(Saved data entries)
════════════════════
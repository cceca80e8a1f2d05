//! Error and diagnostic types
//!
//! Errors are raised as [`FrontendError`] inside the lexer, parser and
//! transformer, and surface to callers as [`Diagnostic`] records. A failed
//! parse returns [`Diagnostics`]; nothing is logged and dropped.

use crate::lexer::{Span, Token, TokenKind};
use serde::{Deserialize, Serialize};
use std::fmt;
use thiserror::Error;

// ============================================================================
// FRONTEND ERRORS
// ============================================================================

/// Errors raised while turning source text into an AST.
#[derive(Debug, Clone, Error, PartialEq)]
pub enum FrontendError {
    /// Invalid character or unterminated token.
    #[error("{message}")]
    Lex { message: String, span: Span },

    /// Token stream does not match any grammar production.
    #[error("{message}")]
    Syntax {
        message: String,
        found: String,
        expected: Vec<String>,
        span: Span,
    },

    /// Post-parse, non-fatal finding.
    #[error("{message}")]
    Structural { message: String, span: Span },

    /// The transformer produced something outside the AST contracts.
    #[error("internal error: {message}")]
    Internal { message: String, span: Span },
}

impl FrontendError {
    /// Syntax error for an unexpected token, listing what would have been accepted.
    pub fn unexpected(token: &Token, expected: &[TokenKind]) -> Self {
        let expected: Vec<String> = expected.iter().map(|k| k.describe().to_string()).collect();
        Self::unexpected_with(token, expected)
    }

    /// Like [`FrontendError::unexpected`] for expectations that are not token kinds
    /// (e.g. contextual identifiers).
    pub fn unexpected_with(token: &Token, expected: Vec<String>) -> Self {
        let found = token.found();
        let message = match expected.len() {
            0 => format!("unexpected {}", found),
            1 => format!("unexpected {}, expected {}", found, expected[0]),
            _ => format!("unexpected {}, expected one of: {}", found, expected.join(", ")),
        };
        FrontendError::Syntax {
            message,
            found,
            expected,
            span: token.span,
        }
    }

    /// Syntax error with a custom message anchored at `token`.
    pub fn syntax(token: &Token, message: impl Into<String>, expected: &[TokenKind]) -> Self {
        FrontendError::Syntax {
            message: message.into(),
            found: token.found(),
            expected: expected.iter().map(|k| k.describe().to_string()).collect(),
            span: token.span,
        }
    }

    pub fn internal(message: impl Into<String>, span: Span) -> Self {
        FrontendError::Internal {
            message: message.into(),
            span,
        }
    }

    pub fn structural(message: impl Into<String>, span: Span) -> Self {
        FrontendError::Structural {
            message: message.into(),
            span,
        }
    }

    pub fn span(&self) -> Span {
        match self {
            FrontendError::Lex { span, .. }
            | FrontendError::Syntax { span, .. }
            | FrontendError::Structural { span, .. }
            | FrontendError::Internal { span, .. } => *span,
        }
    }
}

// ============================================================================
// DIAGNOSTICS
// ============================================================================

/// Diagnostic severity.
#[derive(Debug, Clone, Copy, PartialEq, Eq, Serialize, Deserialize)]
pub enum Severity {
    Error,
    Warning,
}

/// Diagnostic taxonomy.
#[derive(Debug, Clone, Copy, PartialEq, Eq, Serialize, Deserialize)]
pub enum DiagnosticKind {
    LexError,
    SyntaxError,
    StructuralWarning,
    InternalError,
}

/// A structured error or warning with a source location.
#[derive(Debug, Clone, PartialEq, Serialize, Deserialize)]
pub struct Diagnostic {
    pub severity: Severity,
    pub kind: DiagnosticKind,
    pub message: String,
    pub span: Span,
    /// What was found, for syntax errors.
    pub found: Option<String>,
    /// Token kinds that would have been accepted, for syntax errors.
    pub expected: Vec<String>,
}

impl Diagnostic {
    pub fn is_error(&self) -> bool {
        self.severity == Severity::Error
    }
}

impl From<FrontendError> for Diagnostic {
    fn from(err: FrontendError) -> Self {
        let message = err.to_string();
        match err {
            FrontendError::Lex { span, .. } => Diagnostic {
                severity: Severity::Error,
                kind: DiagnosticKind::LexError,
                message,
                span,
                found: None,
                expected: Vec::new(),
            },
            FrontendError::Syntax {
                found,
                expected,
                span,
                ..
            } => Diagnostic {
                severity: Severity::Error,
                kind: DiagnosticKind::SyntaxError,
                message,
                span,
                found: Some(found),
                expected,
            },
            FrontendError::Structural { span, .. } => Diagnostic {
                severity: Severity::Warning,
                kind: DiagnosticKind::StructuralWarning,
                message,
                span,
                found: None,
                expected: Vec::new(),
            },
            FrontendError::Internal { span, .. } => Diagnostic {
                severity: Severity::Error,
                kind: DiagnosticKind::InternalError,
                message,
                span,
                found: None,
                expected: Vec::new(),
            },
        }
    }
}

impl fmt::Display for Diagnostic {
    fn fmt(&self, f: &mut fmt::Formatter<'_>) -> fmt::Result {
        let label = match self.kind {
            DiagnosticKind::LexError => "lex error",
            DiagnosticKind::SyntaxError => "syntax error",
            DiagnosticKind::StructuralWarning => "warning",
            DiagnosticKind::InternalError => "internal error",
        };
        write!(
            f,
            "{} at line {}, column {}: {}",
            label, self.span.line, self.span.column, self.message
        )
    }
}

/// The diagnostics of a rejected parse. Always contains at least one error.
#[derive(Debug, Clone, PartialEq, Serialize, Deserialize)]
pub struct Diagnostics(pub Vec<Diagnostic>);

impl Diagnostics {
    pub fn iter(&self) -> std::slice::Iter<'_, Diagnostic> {
        self.0.iter()
    }

    pub fn len(&self) -> usize {
        self.0.len()
    }

    pub fn is_empty(&self) -> bool {
        self.0.is_empty()
    }

    pub fn errors(&self) -> impl Iterator<Item = &Diagnostic> {
        self.0.iter().filter(|d| d.is_error())
    }

    pub fn into_vec(self) -> Vec<Diagnostic> {
        self.0
    }
}

impl From<FrontendError> for Diagnostics {
    fn from(err: FrontendError) -> Self {
        Diagnostics(vec![err.into()])
    }
}

impl fmt::Display for Diagnostics {
    fn fmt(&self, f: &mut fmt::Formatter<'_>) -> fmt::Result {
        for (i, diagnostic) in self.0.iter().enumerate() {
            if i > 0 {
                writeln!(f)?;
            }
            write!(f, "{}", diagnostic)?;
        }
        Ok(())
    }
}

impl std::error::Error for Diagnostics {}

impl<'a> IntoIterator for &'a Diagnostics {
    type Item = &'a Diagnostic;
    type IntoIter = std::slice::Iter<'a, Diagnostic>;

    fn into_iter(self) -> Self::IntoIter {
        self.0.iter()
    }
}

// ============================================================================
// TESTS
// ============================================================================

#[cfg(test)]
mod tests {
    use super::*;

    fn token(kind: TokenKind, lexeme: &str) -> Token {
        Token {
            kind,
            lexeme: lexeme.to_string(),
            span: Span {
                start: 4,
                end: 4 + lexeme.len(),
                line: 2,
                column: 5,
            },
        }
    }

    #[test]
    fn test_unexpected_lists_expected_kinds() {
        let err = FrontendError::unexpected(
            &token(TokenKind::Identifier, "foo"),
            &[TokenKind::Colon, TokenKind::Newline],
        );
        let diagnostic = Diagnostic::from(err);

        assert_eq!(diagnostic.kind, DiagnosticKind::SyntaxError);
        assert_eq!(diagnostic.severity, Severity::Error);
        assert_eq!(diagnostic.found.as_deref(), Some("identifier `foo`"));
        assert_eq!(diagnostic.expected, vec!["':'", "newline"]);
        assert_eq!(
            diagnostic.message,
            "unexpected identifier `foo`, expected one of: ':', newline"
        );
        assert_eq!(diagnostic.span.line, 2);
    }

    #[test]
    fn test_structural_is_warning() {
        let diagnostic = Diagnostic::from(FrontendError::structural("unused", Span::default()));
        assert_eq!(diagnostic.severity, Severity::Warning);
        assert!(!diagnostic.is_error());
    }

    #[test]
    fn test_diagnostics_display_has_location() {
        let diagnostics = Diagnostics::from(FrontendError::Lex {
            message: "unterminated string literal".to_string(),
            span: Span {
                start: 6,
                end: 19,
                line: 1,
                column: 7,
            },
        });
        assert_eq!(
            diagnostics.to_string(),
            "lex error at line 1, column 7: unterminated string literal"
        );
    }
}
//! Grammar definition: terminals, rule tags and operator precedence
//!
//! ```text
//! program    := { NEWLINE | statement terminator }
//! terminator := NEWLINE | EOF | COMMENT (not consumed)
//! statement  := goal | agent | model | assistant | think | learn | remember
//!             | recall | forget | reflect | plugin | intent | debug | comment
//!             | function | if | when | for | while | simple
//! goal       := "goal" ":" STRING [ "priority" ":" LEVEL ]
//! agent      := "agent" ":" (IDENT | STRING)
//! model      := "model" ":" (IDENT | STRING)
//! assistant  := "assistant" ":" STRING
//! think      := "think" ":" STRING
//! learn      := "learn" ":" STRING
//! remember   := "remember" "(" STRING ")" [ "as" STRING ]
//! recall     := "recall" selector
//! forget     := "forget" selector
//! selector   := STRING | "tag" ":" STRING | "pattern" ":" STRING
//! reflect    := "reflect" [ ":" STRING ]
//! plugin     := "plugin" (IDENT | STRING) [ "(" [args] ")" ]
//! intent     := "intent" ":" STRING "->" IDENT
//! debug      := ("debug" | "trace" | "inspect") expression
//! function   := "define" IDENT "(" [ IDENT { "," IDENT } ] ")" [":"] NEWLINE body "end"
//! if         := "if" expression [":"] NEWLINE body [ "else" [":"] NEWLINE body ] "end"
//! when       := "when" expression [":"] NEWLINE body "end"
//! for        := "for" IDENT "in" expression [":"] NEWLINE body "end"
//! while      := "while" expression [":"] NEWLINE body "end"
//! simple     := expression [ "=" expression ]
//!
//! expression := or
//! or         := and { "or" and }
//! and        := comparison { "and" comparison }
//! comparison := additive [ ("=="|"!="|"<"|"<="|">"|">=") additive ]
//! additive   := term { ("+"|"-") term }
//! term       := unary { ("*"|"/"|"%") unary }
//! unary      := ("-" | "not") unary | postfix
//! postfix    := atom { "." IDENT "(" [args] ")" }
//! atom       := NUMBER | STRING | "true" | "false" | IDENT [ "(" [args] ")" ]
//!             | "(" expression ")" | "[" [args] "]"
//! args       := expression { "," expression } [","]
//! ```
//!
//! Every statement form is selected by its first token. Declarations are only
//! introduced by `define`, so `name(...)` is always a call. An assignment is
//! recognised by the `=` that follows an already-reduced bare identifier.

use crate::lexer::TokenKind;
use once_cell::sync::Lazy;
use std::collections::HashMap;

// ============================================================================
// TERMINALS
// ============================================================================

/// Keyword table, built once. Keywords are matched case-insensitively.
pub static KEYWORDS: Lazy<HashMap<&'static str, TokenKind>> = Lazy::new(|| {
    HashMap::from([
        ("goal", TokenKind::Goal),
        ("priority", TokenKind::Priority),
        ("agent", TokenKind::Agent),
        ("model", TokenKind::Model),
        ("assistant", TokenKind::Assistant),
        ("think", TokenKind::Think),
        ("learn", TokenKind::Learn),
        ("remember", TokenKind::Remember),
        ("as", TokenKind::As),
        ("recall", TokenKind::Recall),
        ("forget", TokenKind::Forget),
        ("reflect", TokenKind::Reflect),
        ("plugin", TokenKind::Plugin),
        ("intent", TokenKind::Intent),
        ("debug", TokenKind::Debug),
        ("trace", TokenKind::Trace),
        ("inspect", TokenKind::Inspect),
        ("define", TokenKind::Define),
        ("end", TokenKind::End),
        ("if", TokenKind::If),
        ("else", TokenKind::Else),
        ("when", TokenKind::When),
        ("for", TokenKind::For),
        ("in", TokenKind::In),
        ("while", TokenKind::While),
        ("and", TokenKind::And),
        ("or", TokenKind::Or),
        ("not", TokenKind::Not),
        ("true", TokenKind::True),
        ("false", TokenKind::False),
    ])
});

/// Look up a keyword for an identifier-shaped lexeme.
pub fn keyword(ident: &str) -> Option<TokenKind> {
    KEYWORDS.get(ident.to_ascii_lowercase().as_str()).copied()
}

/// Goal priority levels, highest first.
pub const PRIORITY_LEVELS: [&str; 5] = ["critical", "urgent", "high", "medium", "low"];

/// Priority applied to a goal written without a `priority:` clause.
pub const DEFAULT_PRIORITY: &str = "medium";

/// Contextual selector names accepted after `recall` / `forget`.
pub const SELECTOR_TAG: &str = "tag";
pub const SELECTOR_PATTERN: &str = "pattern";

/// Tokens that may begin an expression.
pub const EXPRESSION_START: &[TokenKind] = &[
    TokenKind::Number,
    TokenKind::String,
    TokenKind::Identifier,
    TokenKind::True,
    TokenKind::False,
    TokenKind::LParen,
    TokenKind::LBracket,
    TokenKind::Minus,
    TokenKind::Not,
];

/// Tokens that end a simple statement.
pub const TERMINATORS: &[TokenKind] = &[TokenKind::Newline, TokenKind::Comment, TokenKind::Eof];

/// Leading keywords that select a statement production.
pub const STATEMENT_KEYWORDS: &[TokenKind] = &[
    TokenKind::Goal,
    TokenKind::Agent,
    TokenKind::Model,
    TokenKind::Assistant,
    TokenKind::Think,
    TokenKind::Learn,
    TokenKind::Remember,
    TokenKind::Recall,
    TokenKind::Forget,
    TokenKind::Reflect,
    TokenKind::Plugin,
    TokenKind::Intent,
    TokenKind::Debug,
    TokenKind::Trace,
    TokenKind::Inspect,
    TokenKind::Define,
    TokenKind::If,
    TokenKind::When,
    TokenKind::For,
    TokenKind::While,
];

// ============================================================================
// RULE TAGS
// ============================================================================

/// Grammar production that produced a parse node.
///
/// The transformer matches exhaustively over this enum, so every production
/// has exactly one AST-construction arm.
#[derive(Debug, Clone, Copy, PartialEq, Eq, Hash)]
pub enum Rule {
    Program,

    // Statements
    Goal,
    Agent,
    Model,
    Assistant,
    Think,
    Learn,
    Remember,
    Recall,
    Forget,
    Reflect,
    Plugin,
    Intent,
    Debug,
    Comment,
    Function,
    If,
    ElseClause,
    When,
    For,
    While,
    Assignment,
    ExpressionStatement,

    // Sub-clauses
    Parameters,
    Arguments,

    // Expressions
    Binary,
    Unary,
    MethodCall,
    Call,
    Array,
    Group,
    Literal,
}

impl Rule {
    /// Block production opened by a leading keyword, if any.
    pub fn block_for(kind: TokenKind) -> Option<Rule> {
        match kind {
            TokenKind::Define => Some(Rule::Function),
            TokenKind::If => Some(Rule::If),
            TokenKind::When => Some(Rule::When),
            TokenKind::For => Some(Rule::For),
            TokenKind::While => Some(Rule::While),
            _ => None,
        }
    }

    /// Keyword shown in block-related diagnostics.
    pub fn keyword(self) -> &'static str {
        match self {
            Rule::Function => "define",
            Rule::If => "if",
            Rule::ElseClause => "else",
            Rule::When => "when",
            Rule::For => "for",
            Rule::While => "while",
            _ => "statement",
        }
    }
}

// ============================================================================
// OPERATOR PRECEDENCE
// ============================================================================

/// Binding strength of binary operators, loosest first.
#[derive(Debug, Clone, Copy, PartialEq, Eq, PartialOrd, Ord)]
pub enum Precedence {
    Or,
    And,
    Comparison,
    Additive,
    Multiplicative,
}

impl Precedence {
    /// Precedence of a binary operator token.
    pub fn of(kind: TokenKind) -> Option<Self> {
        match kind {
            TokenKind::Or => Some(Precedence::Or),
            TokenKind::And => Some(Precedence::And),
            TokenKind::Eq
            | TokenKind::Ne
            | TokenKind::Lt
            | TokenKind::Le
            | TokenKind::Gt
            | TokenKind::Ge => Some(Precedence::Comparison),
            TokenKind::Plus | TokenKind::Minus => Some(Precedence::Additive),
            TokenKind::Star | TokenKind::Slash | TokenKind::Percent => {
                Some(Precedence::Multiplicative)
            }
            _ => None,
        }
    }

    /// Next tighter level; `None` means operands are unary expressions.
    pub fn tighter(self) -> Option<Self> {
        match self {
            Precedence::Or => Some(Precedence::And),
            Precedence::And => Some(Precedence::Comparison),
            Precedence::Comparison => Some(Precedence::Additive),
            Precedence::Additive => Some(Precedence::Multiplicative),
            Precedence::Multiplicative => None,
        }
    }

    /// Comparisons do not chain: `a < b < c` is a syntax error.
    pub fn is_associative(self) -> bool {
        self != Precedence::Comparison
    }

    /// Operators accepted at this level, for diagnostics.
    pub fn operators(self) -> &'static [TokenKind] {
        match self {
            Precedence::Or => &[TokenKind::Or],
            Precedence::And => &[TokenKind::And],
            Precedence::Comparison => &[
                TokenKind::Eq,
                TokenKind::Ne,
                TokenKind::Lt,
                TokenKind::Le,
                TokenKind::Gt,
                TokenKind::Ge,
            ],
            Precedence::Additive => &[TokenKind::Plus, TokenKind::Minus],
            Precedence::Multiplicative => &[TokenKind::Star, TokenKind::Slash, TokenKind::Percent],
        }
    }
}

#[cfg(test)]
mod tests {
    use super::*;

    #[test]
    fn test_keyword_lookup_is_case_insensitive() {
        assert_eq!(keyword("goal"), Some(TokenKind::Goal));
        assert_eq!(keyword("GOAL"), Some(TokenKind::Goal));
        assert_eq!(keyword("End"), Some(TokenKind::End));
        assert_eq!(keyword("goals"), None);
    }

    #[test]
    fn test_keyword_table_matches_token_kinds() {
        for (word, kind) in KEYWORDS.iter() {
            assert!(kind.is_keyword(), "{word} maps to a non-keyword kind");
            assert_eq!(kind.describe(), format!("'{}'", word));
        }
    }

    #[test]
    fn test_operator_sets_are_disjoint() {
        let levels = [
            Precedence::Or,
            Precedence::And,
            Precedence::Comparison,
            Precedence::Additive,
            Precedence::Multiplicative,
        ];
        for level in levels {
            for op in level.operators() {
                assert_eq!(Precedence::of(*op), Some(level));
            }
        }
    }

    #[test]
    fn test_statement_keywords_never_start_expressions() {
        for kind in STATEMENT_KEYWORDS {
            assert!(!EXPRESSION_START.contains(kind), "{kind} overlaps");
        }
    }

    #[test]
    fn test_block_openers() {
        assert_eq!(Rule::block_for(TokenKind::Define), Some(Rule::Function));
        assert_eq!(Rule::block_for(TokenKind::While), Some(Rule::While));
        assert_eq!(Rule::block_for(TokenKind::Goal), None);
        assert_eq!(Rule::Function.keyword(), "define");
    }
}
════════════════════
What to work on
From the data above, show each line that contains "been".

Solution
    /// Syntax error for an unexpected token, listing what would have been accepted.
    /// Token kinds that would have been accepted, for syntax errors.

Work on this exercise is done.